EXERCISE DESCRIPTION
Run through the records and, wherever a line holds the word "PathBuf", return that line.

◆ ◆ ◆ ◆ ◆

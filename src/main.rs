//! Quicktier CLI
//!
//! Runs the canned tiering scenarios and prints what happened across tiers.

use anyhow::{bail, Context};
use clap::{Parser, Subcommand};
use quicktier::scenarios::{self, ScenarioReport};
use quicktier::{CompileMode, EngineConfig, VERSION};
use std::path::PathBuf;
use std::process::ExitCode;
use tracing_subscriber::EnvFilter;

#[derive(Parser)]
#[command(name = "quicktier")]
#[command(author, version, about = "Tiered execution and deoptimization engine", long_about = None)]
struct Cli {
    #[command(subcommand)]
    command: Commands,

    /// Verbose output (-v for info, -vv for debug, -vvv for trace)
    #[arg(short, long, action = clap::ArgAction::Count, global = true)]
    verbose: u8,
}

#[derive(Subcommand)]
enum Commands {
    /// List the canned scenarios
    List,

    /// Run a scenario and print its checks and tiering stats
    Run {
        /// Scenario name, or "all"
        name: String,

        /// Compile mode: synchronous or concurrent
        #[arg(short, long)]
        mode: Option<CompileMode>,

        /// Engine configuration file (JSON)
        #[arg(short, long, value_name = "FILE")]
        config: Option<PathBuf>,

        /// Print the report as JSON
        #[arg(long)]
        json: bool,
    },

    /// Run a scenario, then print each function's bytecode and compiled LIR
    Disasm {
        /// Scenario name
        name: String,

        /// Compile mode: synchronous or concurrent
        #[arg(short, long)]
        mode: Option<CompileMode>,

        /// Engine configuration file (JSON)
        #[arg(short, long, value_name = "FILE")]
        config: Option<PathBuf>,
    },
}

fn main() -> ExitCode {
    let cli = Cli::parse();
    setup_logging(cli.verbose);

    let result = match cli.command {
        Commands::List => {
            list();
            Ok(true)
        }
        Commands::Run { name, mode, config, json } => run(&name, mode, config, json),
        Commands::Disasm { name, mode, config } => disasm(&name, mode, config).map(|_| true),
    };

    match result {
        Ok(true) => ExitCode::SUCCESS,
        Ok(false) => ExitCode::FAILURE,
        Err(err) => {
            eprintln!("Error: {:#}", err);
            ExitCode::FAILURE
        }
    }
}

/// `RUST_LOG` wins over `-v`
fn setup_logging(verbosity: u8) {
    let level = match verbosity {
        0 => "warn",
        1 => "info",
        2 => "debug",
        _ => "trace",
    };
    let filter = EnvFilter::try_from_default_env().unwrap_or_else(|_| EnvFilter::new(level));
    tracing_subscriber::fmt()
        .with_env_filter(filter)
        .with_writer(std::io::stderr)
        .init();
}

fn list() {
    println!("Quicktier v{} scenarios:", VERSION);
    for scenario in scenarios::all() {
        println!("  {:<18} {}", scenario.name, scenario.description);
    }
}

fn load_config(path: Option<PathBuf>, mode: Option<CompileMode>) -> anyhow::Result<EngineConfig> {
    let mut config = match path {
        Some(path) => EngineConfig::from_file(&path)
            .with_context(|| format!("loading config {}", path.display()))?,
        None => EngineConfig::default(),
    };
    if let Some(mode) = mode {
        config = config.with_compile_mode(mode);
    }
    config.validate()?;
    Ok(config)
}

fn run(name: &str, mode: Option<CompileMode>, config: Option<PathBuf>, json: bool) -> anyhow::Result<bool> {
    let config = load_config(config, mode)?;
    let selected: Vec<_> = if name == "all" {
        scenarios::all().iter().collect()
    } else {
        match scenarios::find(name) {
            Some(scenario) => vec![scenario],
            None => bail!("unknown scenario '{}' (try `quicktier list`)", name),
        }
    };

    let reports = selected
        .into_iter()
        .map(|scenario| {
            scenario
                .run(config.clone())
                .with_context(|| format!("running scenario {}", scenario.name))
        })
        .collect::<anyhow::Result<Vec<ScenarioReport>>>()?;

    if json {
        println!("{}", serde_json::to_string_pretty(&reports)?);
    } else {
        for report in &reports {
            println!("{}", report);
        }
    }
    Ok(reports.iter().all(ScenarioReport::passed))
}

fn disasm(name: &str, mode: Option<CompileMode>, config: Option<PathBuf>) -> anyhow::Result<()> {
    let config = load_config(config, mode)?;
    let Some(scenario) = scenarios::find(name) else {
        bail!("unknown scenario '{}' (try `quicktier list`)", name);
    };
    let listing = scenario
        .disassemble(config)
        .with_context(|| format!("running scenario {}", scenario.name))?;
    print!("{}", listing);
    Ok(())
}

◆ ◆ ◆ ◆ ◆

RESPONSE TO THIS EXERCISE
use std::path::PathBuf;
        config: Option<PathBuf>,
        config: Option<PathBuf>,
fn load_config(path: Option<PathBuf>, mode: Option<CompileMode>) -> anyhow::Result<EngineConfig> {
fn run(name: &str, mode: Option<CompileMode>, config: Option<PathBuf>, json: bool) -> anyhow::Result<bool> {
fn disasm(name: &str, mode: Option<CompileMode>, config: Option<PathBuf>) -> anyhow::Result<()> {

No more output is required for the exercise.